As in the case of Roebling, Lindenthal's is the best account of the construction of the Smithfield Street Bridge. (31) In 1881 "the writer was invited for consultation and to suggest changes in the plans, which should provide for a widening of the bridge by adding another roadway or track, should this ever become necessary in the future. After having submitting such plans, they were accepted and the writer was engaged to carry them out. This plan proposed to utilize the foundations and piers which had been commenced. They were to be built upon, without any offsets, to a width on top of 56 feet.

"As the width of the superstructure may ultimately reach 64 feet, or eight feet wider than the piers, it became necessary to let the sidewalks project over the masonry. The present width is 48 feet on the channel spans; the room for widening the bridge was left on the up-stream side. For the channel spans Pauli trusses (32) were proposed, 25 feet 8 inches apart, centre to centre, and centre line of the new floor (of 48 feet width) was shifted down-stream 8 feet 2 inches from the centre line of the old bridge. The sidewalk on the up-stream side was proposed to be detachable, so that the floor may be widened and the sidewalks again connected to it.

"For the approaches to the channel spans, plate girder deck spans, on lighter masonry piers, were proposed. This arrangement allows increasing the width of the bridge by simply adding more plate girders to each span on the piers which are long enough for that purpose. Being a deck bridge, it afforded an unobscured entrance view to the channel spans, the trusses of which were to rest on ornamental towers, giving to the superstructure an architectural appearance of strength and stability.

"The shifting of the centre line of new floor 8 feet 2 inches down-stream from the centre line of the old bridge allowed for erection of the new superstructure without stopping travel on the old bridge, in a manner described more in detail below.

"The Pauli truss type commended itself for the channel spans in this instance, for several reasons:

"1. The pleasing appearance (for a city bridge) in comparison with the ordinary parallel chord truss.

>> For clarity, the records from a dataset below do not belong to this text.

//! Turning source text into an executable program.
//!
//! Parsing happens in three steps: the raw source is filtered down to an
//! [`InstructionStream`] of the eight Brainfuck characters, the loop
//! brackets are paired up once with [`bracket_pairs`], and the stream is
//! then lowered into a [`Program`] whose `[`/`]` instructions carry the
//! index of their partner, so execution can jump without rescanning.

use std::collections::HashMap;
use std::fmt;

use crate::error::{BracketKind, Error};

/// Source text reduced to the eight instruction characters `><+-.,[]`.
///
/// Every position reported in an [`Error::UnmatchedBracket`] is an offset
/// into this stream, not into the raw source it was derived from.
#[derive(Debug, Clone, PartialEq, Eq)]
pub struct InstructionStream(String);

impl InstructionStream {
    /// Filter `source`, discarding every non-instruction character.
    pub fn from_source(source: &str) -> Self {
        InstructionStream(source.chars().filter(|&c| is_instruction(c)).collect())
    }

    /// The cleaned text.
    pub fn as_str(&self) -> &str {
        &self.0
    }

    /// Number of instructions in the stream.
    pub fn len(&self) -> usize {
        self.0.len()
    }

    /// Whether the stream holds no instructions.
    pub fn is_empty(&self) -> bool {
        self.0.is_empty()
    }
}

impl fmt::Display for InstructionStream {
    fn fmt(&self, f: &mut fmt::Formatter<'_>) -> fmt::Result {
        f.write_str(&self.0)
    }
}

fn is_instruction(c: char) -> bool {
    matches!(c, '>' | '<' | '+' | '-' | '.' | ',' | '[' | ']')
}

/// Pair every `[` in `stream` with its matching `]`.
///
/// Returns a map from opening-bracket position to closing-bracket position,
/// following standard nested pairing. A bracket with no partner simply has
/// no entry; deciding whether that is an error is left to the caller.
pub fn bracket_pairs(stream: &InstructionStream) -> HashMap<usize, usize> {
    let mut pairs = HashMap::new();
    let mut stack: Vec<usize> = Vec::new();

    for (position, byte) in stream.as_str().bytes().enumerate() {
        match byte {
            b'[' => stack.push(position),
            b']' => {
                if let Some(open) = stack.pop() {
                    pairs.insert(open, position);
                }
            }
            _ => {}
        }
    }

    pairs
}

/// One executable instruction. Loop brackets carry the position of their
/// partner, the target the cursor jumps to when the condition holds.
#[derive(Debug, Clone, Copy, PartialEq, Eq)]
pub enum Instruction {
    MoveRight,
    MoveLeft,
    Increment,
    Decrement,
    Output,
    Input,
    /// `[`: jump just past this position's partner `]` when the cell is 0.
    JumpIfZero(usize),
    /// `]`: jump back to this position's partner `[` when the cell is nonzero.
    JumpIfNonZero(usize),
}

/// A parsed program: one [`Instruction`] per stream position, with every
/// loop bracket resolved to its jump target.
#[derive(Debug, Clone, PartialEq, Eq)]
pub struct Program {
    instructions: Vec<Instruction>,
}

impl Program {
    /// Lower a cleaned stream into executable form.
    ///
    /// Fails with [`Error::UnmatchedBracket`] if any `[` or `]` has no
    /// partner; the error carries the position of the first offender in
    /// stream order, and nothing of the program executes.
    pub fn parse(stream: &InstructionStream) -> Result<Self, Error> {
        let pairs = bracket_pairs(stream);
        let mut opens: HashMap<usize, usize> = HashMap::with_capacity(pairs.len());
        for (&open, &close) in &pairs {
            opens.insert(close, open);
        }

        let mut instructions = Vec::with_capacity(stream.len());
        for (position, byte) in stream.as_str().bytes().enumerate() {
            let instruction = match byte {
                b'>' => Instruction::MoveRight,
                b'<' => Instruction::MoveLeft,
                b'+' => Instruction::Increment,
                b'-' => Instruction::Decrement,
                b'.' => Instruction::Output,
                b',' => Instruction::Input,
                b'[' => match pairs.get(&position) {
                    Some(&close) => Instruction::JumpIfZero(close),
                    None => {
                        return Err(Error::UnmatchedBracket {
                            position,
                            kind: BracketKind::Open,
                        });
                    }
                },
                b']' => match opens.get(&position) {
                    Some(&open) => Instruction::JumpIfNonZero(open),
                    None => {
                        return Err(Error::UnmatchedBracket {
                            position,
                            kind: BracketKind::Close,
                        });
                    }
                },
                // from_source admits nothing but the eight instruction bytes.
                _ => unreachable!("instruction stream holds a non-instruction byte"),
            };
            instructions.push(instruction);
        }

        Ok(Program { instructions })
    }

    /// Clean `source` and parse it in one step.
    pub fn from_source(source: &str) -> Result<Self, Error> {
        Self::parse(&InstructionStream::from_source(source))
    }

    /// The executable instructions in stream order.
    pub fn instructions(&self) -> &[Instruction] {
        &self.instructions
    }

    /// Number of instructions in the program.
    pub fn len(&self) -> usize {
        self.instructions.len()
    }

    /// Whether the program holds no instructions.
    pub fn is_empty(&self) -> bool {
        self.instructions.is_empty()
    }
}

#[cfg(test)]
mod tests {
    use super::*;

    #[test]
    fn from_source_discards_non_instruction_characters() {
        let stream = InstructionStream::from_source("say + hello . to [ the ] world ,");
        assert_eq!(stream.as_str(), "+.[],");
    }

    #[test]
    fn from_source_keeps_an_already_clean_string() {
        let stream = InstructionStream::from_source("><+-.,[]");
        assert_eq!(stream.as_str(), "><+-.,[]");
    }

    #[test]
    fn bracket_pairs_matches_nested_loops() {
        let stream = InstructionStream::from_source("[[]][]");
        let pairs = bracket_pairs(&stream);
        assert_eq!(pairs.len(), 3);
        assert_eq!(pairs[&0], 3);
        assert_eq!(pairs[&1], 2);
        assert_eq!(pairs[&4], 5);
    }

    #[test]
    fn bracket_pairs_leaves_unmatched_open_without_entry() {
        let stream = InstructionStream::from_source("[[]");
        let pairs = bracket_pairs(&stream);
        assert_eq!(pairs.len(), 1);
        assert_eq!(pairs[&1], 2);
        assert!(!pairs.contains_key(&0));
    }

    #[test]
    fn bracket_pairs_ignores_stray_close() {
        let stream = InstructionStream::from_source("[]]");
        let pairs = bracket_pairs(&stream);
        assert_eq!(pairs.len(), 1);
        assert_eq!(pairs[&0], 1);
    }

    #[test]
    fn parse_resolves_jump_targets() {
        let program = Program::from_source("[-]").unwrap();
        assert_eq!(
            program.instructions(),
            [
                Instruction::JumpIfZero(2),
                Instruction::Decrement,
                Instruction::JumpIfNonZero(0),
            ]
        );
    }

    #[test]
    fn parse_resolves_nested_jump_targets() {
        let program = Program::from_source("+[>[-]<]").unwrap();
        assert_eq!(program.instructions()[1], Instruction::JumpIfZero(7));
        assert_eq!(program.instructions()[3], Instruction::JumpIfZero(5));
        assert_eq!(program.instructions()[5], Instruction::JumpIfNonZero(3));
        assert_eq!(program.instructions()[7], Instruction::JumpIfNonZero(1));
    }

    #[test]
    fn program_has_one_instruction_per_stream_position() {
        // Jump targets and error positions both index the stream, so the
        // lowering may never skip a position.
        let stream = InstructionStream::from_source("+[>.<,-]");
        let program = Program::parse(&stream).unwrap();
        assert_eq!(program.len(), stream.len());
    }

    #[test]
    fn parse_of_commented_source_equals_parse_of_clean_source() {
        let commented = Program::from_source("loop: [ minus - ] done").unwrap();
        let clean = Program::from_source("[-]").unwrap();
        assert_eq!(commented, clean);
    }

    #[test]
    fn unmatched_open_is_reported_at_its_position() {
        let err = Program::from_source("[+").unwrap_err();
        assert!(matches!(
            err,
            Error::UnmatchedBracket {
                position: 0,
                kind: BracketKind::Open,
            }
        ));
    }

    #[test]
    fn open_bracket_in_final_position_is_unmatched() {
        let err = Program::from_source("+[").unwrap_err();
        assert!(matches!(
            err,
            Error::UnmatchedBracket {
                position: 1,
                kind: BracketKind::Open,
            }
        ));
    }

    #[test]
    fn stray_close_is_reported_at_its_position() {
        let err = Program::from_source("+]").unwrap_err();
        assert!(matches!(
            err,
            Error::UnmatchedBracket {
                position: 1,
                kind: BracketKind::Close,
            }
        ));
    }

    #[test]
    fn positions_index_the_cleaned_stream_not_the_raw_source() {
        // Three comment characters precede the bracket in the raw text.
        let err = Program::from_source("abc[+").unwrap_err();
        assert!(matches!(
            err,
            Error::UnmatchedBracket {
                position: 0,
                kind: BracketKind::Open,
            }
        ));
    }

    #[test]
    fn empty_source_parses_to_an_empty_program() {
        let program = Program::from_source("no instructions here").unwrap();
        assert!(program.is_empty());
    }
}
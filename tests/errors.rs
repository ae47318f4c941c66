use assert_cmd::Command;
use predicates::prelude::*;
use std::time::Duration;

fn cargo_bin() -> Command { Command::cargo_bin("bfi").unwrap() }

#[test]
fn test_unmatched_open_bracket_error() {
    cargo_bin()
        .timeout(Duration::from_secs(2))
        .arg("[+")
        .assert()
        .failure()
        .code(1)
        .stderr(predicate::str::contains("Parse error: unmatched bracket '['"))
        .stderr(predicate::str::contains("at position 0"))
        .stderr(predicate::str::contains("^"))
        // Bracket validation happens before execution, so the '+' never runs
        // and nothing is written to stdout.
        .stdout(predicate::str::is_empty());
}

#[test]
fn test_unmatched_close_bracket_error() {
    cargo_bin()
        .timeout(Duration::from_secs(2))
        .arg("+]")
        .assert()
        .failure()
        .code(1)
        .stderr(predicate::str::contains("Parse error: unmatched bracket ']'"))
        .stderr(predicate::str::contains("at position 1"))
        .stdout(predicate::str::is_empty());
}

#[test]
fn test_caret_aligns_under_the_offending_bracket() {
    // The context excerpt is "  +]" and the caret sits one column in.
    cargo_bin()
        .timeout(Duration::from_secs(2))
        .arg("+]")
        .assert()
        .failure()
        .stderr(predicate::str::contains("  +]"))
        .stderr(predicate::str::contains("   ^"));
}

#[test]
fn test_error_position_indexes_the_cleaned_stream() {
    // The '[' sits at raw offset 8 but is the first instruction once the
    // comment text is discarded.
    cargo_bin()
        .timeout(Duration::from_secs(2))
        .arg("comment [")
        .assert()
        .failure()
        .code(1)
        .stderr(predicate::str::contains("at position 0"));
}
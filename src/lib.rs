//! A tiny Brainfuck interpreter library.
//!
//! This crate provides a minimal Brainfuck interpreter that operates on a
//! memory tape (default 30,000 cells) with a single data pointer. Source
//! text is cleaned and parsed into an instruction array with precomputed
//! loop jumps before anything executes.
//!
//! Features and behaviors:
//! - Memory tape initialized to 0; cells wrap on 8-bit overflow.
//! - The pointer clamps at the tape edges: moving left from cell 0 or
//!   right past the last cell leaves it in place.
//! - Input `,` reads a single byte from the input stream; at end of input
//!   the current cell is set to 0.
//! - Output `.` writes the byte at the current cell to the output stream
//!   (no newline).
//! - Properly handles nested loops `[]`; unmatched brackets are reported
//!   as errors before execution starts.
//! - Any character outside of Brainfuck's ><+-.,[] is discarded as a
//!   comment.
//! - Input and output streams are injected at construction, so programs
//!   can run against in-memory buffers as easily as stdin/stdout.
//!
//! Quick start:
//!
//! ```
//! use bfi::Interpreter;
//! use std::io;
//!
//! // Classic "Hello World!" in Brainfuck
//! let code = "++++++++[>++++[>++>+++>+++>+<<<<-]>+>+>->>+[<]<-]>>.>---.+++++++..+++.>>.<-.<.+++.------.--------.>>+.>++.";
//! let mut output = Vec::new();
//! let mut bf = Interpreter::new(io::empty(), &mut output);
//! bf.execute(code).expect("program should run");
//! assert_eq!(output, b"Hello World!\n");
//! ```

pub mod cli_util;
pub mod error;
pub mod interpreter;
pub mod parser;
pub mod tape;

pub use error::{BracketKind, Error};
pub use interpreter::Interpreter;
pub use parser::{Instruction, InstructionStream, Program, bracket_pairs};
pub use tape::{DEFAULT_TAPE_LEN, Tape};
use std::fmt;

/// Errors that can occur while interpreting Brainfuck code.
#[derive(Debug, thiserror::Error)]
pub enum Error {
    /// The cell storage was indexed outside its valid range.
    #[error("Tape index {index} out of bounds for tape of length {len}")]
    OutOfBounds { index: usize, len: usize },

    /// A loop bracket has no partner in the instruction stream.
    #[error("Unmatched bracket {kind} at position {position}")]
    UnmatchedBracket { position: usize, kind: BracketKind },

    /// An underlying I/O error occurred on the input or output stream.
    #[error("I/O error: {0}")]
    Io(#[from] std::io::Error),
}

/// Which side of a loop was unmatched.
#[derive(Debug, Clone, Copy, PartialEq, Eq)]
pub enum BracketKind {
    Open,
    Close,
}

impl fmt::Display for BracketKind {
    fn fmt(&self, f: &mut fmt::Formatter<'_>) -> fmt::Result {
        match self {
            BracketKind::Open => write!(f, "'['"),
            BracketKind::Close => write!(f, "']'"),
        }
    }
}
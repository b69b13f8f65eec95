//! URI components that are more than plain strings.

use crate::pct_enc::table;
use core::fmt;

/// A port component.
///
/// # Examples
///
/// ```
/// use uri_kit::{component::Port, Uri};
///
/// let uri = Uri::parse("http://example.com:8080/")?;
/// assert_eq!(uri.port(), Some(Port::Number(8080)));
///
/// // The `file` scheme is registered as having no port at all,
/// // which is distinct from having no port component.
/// let uri = Uri::parse("file:///etc/hosts")?;
/// assert_eq!(uri.port(), Some(Port::Unused));
/// # Ok::<_, uri_kit::Error>(())
/// ```
#[derive(Clone, Copy, Debug, PartialEq, Eq, Hash)]
pub enum Port {
    /// A port number.
    Number(u16),
    /// Explicitly no port.
    ///
    /// This is never rendered and never coerced to the number zero.
    Unused,
}

impl Port {
    /// Returns the port number, or `None` for [`Port::Unused`].
    #[inline]
    #[must_use]
    pub fn as_u16(self) -> Option<u16> {
        match self {
            Port::Number(n) => Some(n),
            Port::Unused => None,
        }
    }
}

impl From<u16> for Port {
    #[inline]
    fn from(n: u16) -> Self {
        Port::Number(n)
    }
}

impl fmt::Display for Port {
    fn fmt(&self, f: &mut fmt::Formatter<'_>) -> fmt::Result {
        match self {
            Port::Number(n) => fmt::Display::fmt(n, f),
            Port::Unused => Ok(()),
        }
    }
}

/// Records which of scheme, host and port were given explicitly
/// rather than defaulted from the [registry].
///
/// A component that is not explicit is omitted on rendering when it
/// equals its default.
///
/// [registry]: crate::registry
#[derive(Clone, Copy, Debug, Default, PartialEq, Eq, Hash)]
pub struct Explicit {
    /// Whether the scheme was given explicitly.
    pub scheme: bool,
    /// Whether the host was given explicitly.
    pub host: bool,
    /// Whether the port was given explicitly.
    pub port: bool,
}

/// Checks whether the string is a valid scheme name according to
/// [Section 3.1 of RFC 3986][scheme].
///
/// [scheme]: https://datatracker.ietf.org/doc/html/rfc3986#section-3.1
pub(crate) fn is_valid_scheme(s: &str) -> bool {
    matches!(s.as_bytes(), [first, rem @ ..]
        if first.is_ascii_alphabetic() && rem.iter().all(|&x| table::SCHEME.allows(x as char)))
}
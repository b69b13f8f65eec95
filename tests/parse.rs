use uri_kit::{component::Port, ErrorKind, Uri};

#[track_caller]
fn fail(s: &str, expected: ErrorKind) {
    assert_eq!(Uri::parse(s).unwrap_err().kind(), expected, "{s:?}");
}

#[test]
fn parse_absolute() {
    let u = Uri::parse("https://example.com:8080/my/page?pg=3#frag").unwrap();
    assert_eq!(u.scheme(), Some("https"));
    assert_eq!(u.host(), Some("example.com"));
    assert_eq!(u.port(), Some(Port::Number(8080)));
    assert_eq!(u.path(), "/my/page");
    assert_eq!(u.query()["pg"], "3");
    assert_eq!(u.fragment(), "frag");
    let e = u.explicit();
    assert!(e.scheme && e.host && e.port);

    let u = Uri::parse("http://example.com").unwrap();
    assert_eq!(u.port(), Some(Port::Number(80)));
    assert_eq!(u.path(), "/");
    assert!(u.query().is_empty());
    assert_eq!(u.fragment(), "");
    let e = u.explicit();
    assert!(e.scheme && e.host && !e.port);

    let u = Uri::parse("HTTP://Example.com/A").unwrap();
    assert_eq!(u.scheme(), Some("http"));
    assert_eq!(u.host(), Some("Example.com"));
    assert_eq!(u.path(), "/A");
}

#[test]
fn parse_infers_scheme_from_port() {
    let u = Uri::parse("//example.com:21/pub").unwrap();
    assert_eq!(u.scheme(), Some("ftp"));
    assert_eq!(u.port(), Some(Port::Number(21)));
    let e = u.explicit();
    assert!(!e.scheme && e.host && e.port);

    let u = Uri::parse("//example.com:443").unwrap();
    assert_eq!(u.scheme(), Some("https"));
    assert_eq!(u.path(), "/");
}

#[test]
fn parse_default_host() {
    let u = Uri::parse("file:///").unwrap();
    assert_eq!(u.scheme(), Some("file"));
    assert_eq!(u.host(), Some("localhost"));
    assert_eq!(u.port(), Some(Port::Unused));
    assert_eq!(u.path(), "/");
    let e = u.explicit();
    assert!(e.scheme && !e.host && !e.port);

    let u = Uri::parse("file://server/share/a.txt").unwrap();
    assert_eq!(u.host(), Some("server"));
    assert!(u.explicit().host);
}

#[test]
fn parse_empty() {
    let u = Uri::parse("").unwrap();
    assert_eq!(u, Uri::default());
    assert_eq!(u.scheme(), None);
    assert_eq!(u.host(), None);
    assert_eq!(u.port(), None);
    assert_eq!(u.path(), "/");
    assert_eq!(u.to_string(), "/");
}

#[test]
fn parse_dot_segments() {
    let u = Uri::parse("http://a/b/./c/../d/").unwrap();
    assert_eq!(u.path(), "/b/d/");

    let u = Uri::parse("http://a//b///c").unwrap();
    assert_eq!(u.path(), "/b/c");

    let u = Uri::parse("http://a/b/..").unwrap();
    assert_eq!(u.path(), "/");
}

#[test]
fn parse_decodes_components() {
    let u = Uri::parse(
        "https://example.com/this/path%20is/a%20%2Bcomplex%2B%20%26%20very%20special/path\
         ?%2Bq=a%20very%20%2Bspecial%2B%20query#%2Bspecial%2B%20fragment",
    )
    .unwrap();
    assert_eq!(u.path(), "/this/path is/a +complex+ & very special/path");
    assert_eq!(u.query()["+q"], "a very +special+ query");
    assert_eq!(u.fragment(), "+special+ fragment");

    // '+' means a space only in the query.
    let u = Uri::parse("http://a/b+c?d+e=f+g#h+i").unwrap();
    assert_eq!(u.path(), "/b+c");
    assert_eq!(u.query()["d e"], "f g");
    assert_eq!(u.fragment(), "h+i");

    let u = Uri::parse("http://ex%61mple.com/").unwrap();
    assert_eq!(u.host(), Some("example.com"));
}

#[test]
fn parse_lenient_decoding() {
    let u = Uri::parse("http://a/100%/%zz/%4").unwrap();
    assert_eq!(u.path(), "/100%/%zz/%4");
}

#[test]
fn parse_error() {
    fail("example.com/a", ErrorKind::MissingScheme);
    fail("//example.com:12345/", ErrorKind::MissingScheme);
    fail("/a/b", ErrorKind::MissingScheme);
    fail("?a=b", ErrorKind::MissingScheme);

    fail("x-unregistered://example.com/", ErrorKind::MissingPort);

    fail("http:/a", ErrorKind::MissingHost);
    fail("https://:8080/my/page", ErrorKind::MissingHost);

    fail("http://a:65536/", ErrorKind::InvalidPort);
    fail("http://a:99999999999999999999/", ErrorKind::InvalidPort);

    fail("http://a/..", ErrorKind::PathEscapesRoot);
    fail("http://a/b/../../c", ErrorKind::PathEscapesRoot);

    fail("http://a/?b[=1", ErrorKind::InvalidQuerySyntax);
    fail("http://a/?[b]=1", ErrorKind::InvalidQuerySyntax);
    fail("http://a/?b[]=1", ErrorKind::InvalidQuerySyntax);
}

#[test]
fn parse_explicit_port_zero() {
    let u = Uri::parse("http://a:0/").unwrap();
    assert_eq!(u.port(), Some(Port::Number(0)));
    assert_eq!(u.to_string(), "http://a:0/");
}

#[test]
fn from_str() {
    let u: Uri = "http://example.com/a".parse().unwrap();
    assert_eq!(u, Uri::parse("http://example.com/a").unwrap());

    let e = "/a".parse::<Uri>().unwrap_err();
    assert_eq!(e, ErrorKind::MissingScheme);
}

#[test]
fn setters() {
    let mut u = Uri::parse("http://example.com/a/b?x=1#f").unwrap();

    u.set_scheme("HTTPS").unwrap();
    assert_eq!(u.scheme(), Some("https"));
    assert_eq!(u.set_scheme("1http").unwrap_err(), ErrorKind::InvalidScheme);
    assert_eq!(u.scheme(), Some("https"));

    u.set_host("other.org");
    assert_eq!(u.host(), Some("other.org"));

    u.set_port(8443);
    assert_eq!(u.port(), Some(Port::Number(8443)));
    assert!(u.explicit().port);

    u.set_path("c/./d").unwrap();
    assert_eq!(u.path(), "/a/b/c/d");
    u.set_path("/e/").unwrap();
    assert_eq!(u.path(), "/e/");
    assert_eq!(u.set_path("../..").unwrap_err(), ErrorKind::PathEscapesRoot);
    assert_eq!(u.path(), "/e/");

    u.set_query_str("?y=2&z[w]=3").unwrap();
    assert_eq!(u.query_string(), "y=2&z%5Bw%5D=3");
    assert_eq!(
        u.set_query_str("a]=1").unwrap_err(),
        ErrorKind::InvalidQuerySyntax
    );
    assert_eq!(u.query_string(), "y=2&z%5Bw%5D=3");

    u.set_fragment("##newFragment#");
    assert_eq!(u.fragment(), "newFragment");

    assert_eq!(u.to_string(), "https://other.org:8443/e/?y=2&z%5Bw%5D=3#newFragment");
}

"2. The fact that the trusses could be made high in the middle (without detriment to their stability in case of high winds), thereby reducing the chord strains and chord sections. In connection with the light and slender web-members, it permitted the economy in the trusses of over 9 percent, as compared with parallel chord trusses (with inclined end posts) of same height (50 feet). The deflection and vibration of high trusses is small and their rigidity is great.

"3. The bottom chord or cable is exposed to the sun's ray as much as any other truss member; therefore unequal temperature effects in the trusses are avoided. The covered floor construction is independent of the trusses as to temperature effects.

"4. The floor had to be cambered 18 inches in each 360 foot span to agree with the general grade of the new bridge. A straight bottom chord with a rise of 18 inches in 360 feet was undesirable.

"At first it was proposed to build the new structure 15 feet higher at highest point than the old bridge. But the river men, in the interests of navigation demanded the structure be at least 20 feet higher, or 57 above low water mark, to which the Bridge Company objected, on the ground that the additional 5 feet would injure travel over the bridge much more, by reason of a steep grade at the Pittsburgh end, than it would benefit navigation.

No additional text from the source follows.